Activity: Each entry is to be printed again word for word.

Data records:
= Beginning of Section =
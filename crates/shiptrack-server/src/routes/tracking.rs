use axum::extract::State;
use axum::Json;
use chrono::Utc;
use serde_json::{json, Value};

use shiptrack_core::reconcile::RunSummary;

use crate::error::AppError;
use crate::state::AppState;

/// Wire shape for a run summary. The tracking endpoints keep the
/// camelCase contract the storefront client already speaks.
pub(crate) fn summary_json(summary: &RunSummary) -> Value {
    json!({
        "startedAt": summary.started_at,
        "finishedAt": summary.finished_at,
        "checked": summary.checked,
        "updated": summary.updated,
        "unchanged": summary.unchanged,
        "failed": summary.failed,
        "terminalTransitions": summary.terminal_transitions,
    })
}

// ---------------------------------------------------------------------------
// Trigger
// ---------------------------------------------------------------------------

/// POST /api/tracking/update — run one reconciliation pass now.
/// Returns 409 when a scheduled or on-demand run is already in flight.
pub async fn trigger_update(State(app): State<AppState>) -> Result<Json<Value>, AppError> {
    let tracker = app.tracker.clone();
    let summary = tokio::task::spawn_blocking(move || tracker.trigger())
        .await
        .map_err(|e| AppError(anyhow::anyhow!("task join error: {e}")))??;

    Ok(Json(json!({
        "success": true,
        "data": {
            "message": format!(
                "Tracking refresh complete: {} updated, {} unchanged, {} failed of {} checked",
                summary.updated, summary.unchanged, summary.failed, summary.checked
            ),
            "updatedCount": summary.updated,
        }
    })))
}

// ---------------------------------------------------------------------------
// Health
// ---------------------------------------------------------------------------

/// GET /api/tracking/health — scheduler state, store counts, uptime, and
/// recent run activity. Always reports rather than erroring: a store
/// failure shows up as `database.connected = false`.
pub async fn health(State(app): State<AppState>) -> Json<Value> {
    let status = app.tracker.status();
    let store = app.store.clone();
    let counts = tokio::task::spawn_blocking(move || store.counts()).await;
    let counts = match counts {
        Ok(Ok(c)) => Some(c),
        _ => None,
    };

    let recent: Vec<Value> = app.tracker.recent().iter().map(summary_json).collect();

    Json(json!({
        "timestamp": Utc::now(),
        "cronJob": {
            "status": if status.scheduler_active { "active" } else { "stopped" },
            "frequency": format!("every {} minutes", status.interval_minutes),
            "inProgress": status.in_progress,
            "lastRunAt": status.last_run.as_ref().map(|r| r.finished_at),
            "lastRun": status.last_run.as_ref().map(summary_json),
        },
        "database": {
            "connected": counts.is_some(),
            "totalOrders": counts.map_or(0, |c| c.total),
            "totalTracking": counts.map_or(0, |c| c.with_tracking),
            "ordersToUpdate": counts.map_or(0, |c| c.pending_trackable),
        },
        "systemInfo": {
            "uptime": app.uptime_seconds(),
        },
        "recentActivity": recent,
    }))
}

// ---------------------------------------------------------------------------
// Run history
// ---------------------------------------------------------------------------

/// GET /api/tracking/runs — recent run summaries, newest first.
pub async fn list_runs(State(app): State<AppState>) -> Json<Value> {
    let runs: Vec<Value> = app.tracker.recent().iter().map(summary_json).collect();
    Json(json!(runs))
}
= End of Section =
Finished exercise:
filename crates/shiptrack-server/src/routes/tracking.rs
use axum::extract::State;
use axum::Json;
use chrono::Utc;
use serde_json::{json, Value};

use shiptrack_core::reconcile::RunSummary;

use crate::error::AppError;
use crate::state::AppState;

/// Wire shape for a run summary. The tracking endpoints keep the
/// camelCase contract the storefront client already speaks.
pub(crate) fn summary_json(summary: &RunSummary) -> Value {
    json!({
        "startedAt": summary.started_at,
        "finishedAt": summary.finished_at,
        "checked": summary.checked,
        "updated": summary.updated,
        "unchanged": summary.unchanged,
        "failed": summary.failed,
        "terminalTransitions": summary.terminal_transitions,
    })
}

// ---------------------------------------------------------------------------
// Trigger
// ---------------------------------------------------------------------------

/// POST /api/tracking/update — run one reconciliation pass now.
/// Returns 409 when a scheduled or on-demand run is already in flight.
pub async fn trigger_update(State(app): State<AppState>) -> Result<Json<Value>, AppError> {
    let tracker = app.tracker.clone();
    let summary = tokio::task::spawn_blocking(move || tracker.trigger())
        .await
        .map_err(|e| AppError(anyhow::anyhow!("task join error: {e}")))??;

    Ok(Json(json!({
        "success": true,
        "data": {
            "message": format!(
                "Tracking refresh complete: {} updated, {} unchanged, {} failed of {} checked",
                summary.updated, summary.unchanged, summary.failed, summary.checked
            ),
            "updatedCount": summary.updated,
        }
    })))
}

// ---------------------------------------------------------------------------
// Health
// ---------------------------------------------------------------------------

/// GET /api/tracking/health — scheduler state, store counts, uptime, and
/// recent run activity. Always reports rather than erroring: a store
/// failure shows up as `database.connected = false`.
pub async fn health(State(app): State<AppState>) -> Json<Value> {
    let status = app.tracker.status();
    let store = app.store.clone();
    let counts = tokio::task::spawn_blocking(move || store.counts()).await;
    let counts = match counts {
        Ok(Ok(c)) => Some(c),
        _ => None,
    };

    let recent: Vec<Value> = app.tracker.recent().iter().map(summary_json).collect();

    Json(json!({
        "timestamp": Utc::now(),
        "cronJob": {
            "status": if status.scheduler_active { "active" } else { "stopped" },
            "frequency": format!("every {} minutes", status.interval_minutes),
            "inProgress": status.in_progress,
            "lastRunAt": status.last_run.as_ref().map(|r| r.finished_at),
            "lastRun": status.last_run.as_ref().map(summary_json),
        },
        "database": {
            "connected": counts.is_some(),
            "totalOrders": counts.map_or(0, |c| c.total),
            "totalTracking": counts.map_or(0, |c| c.with_tracking),
            "ordersToUpdate": counts.map_or(0, |c| c.pending_trackable),
        },
        "systemInfo": {
            "uptime": app.uptime_seconds(),
        },
        "recentActivity": recent,
    }))
}

// ---------------------------------------------------------------------------
// Run history
// ---------------------------------------------------------------------------

/// GET /api/tracking/runs — recent run summaries, newest first.
pub async fn list_runs(State(app): State<AppState>) -> Json<Value> {
    let runs: Vec<Value> = app.tracker.recent().iter().map(summary_json).collect();
    Json(json!(runs))
}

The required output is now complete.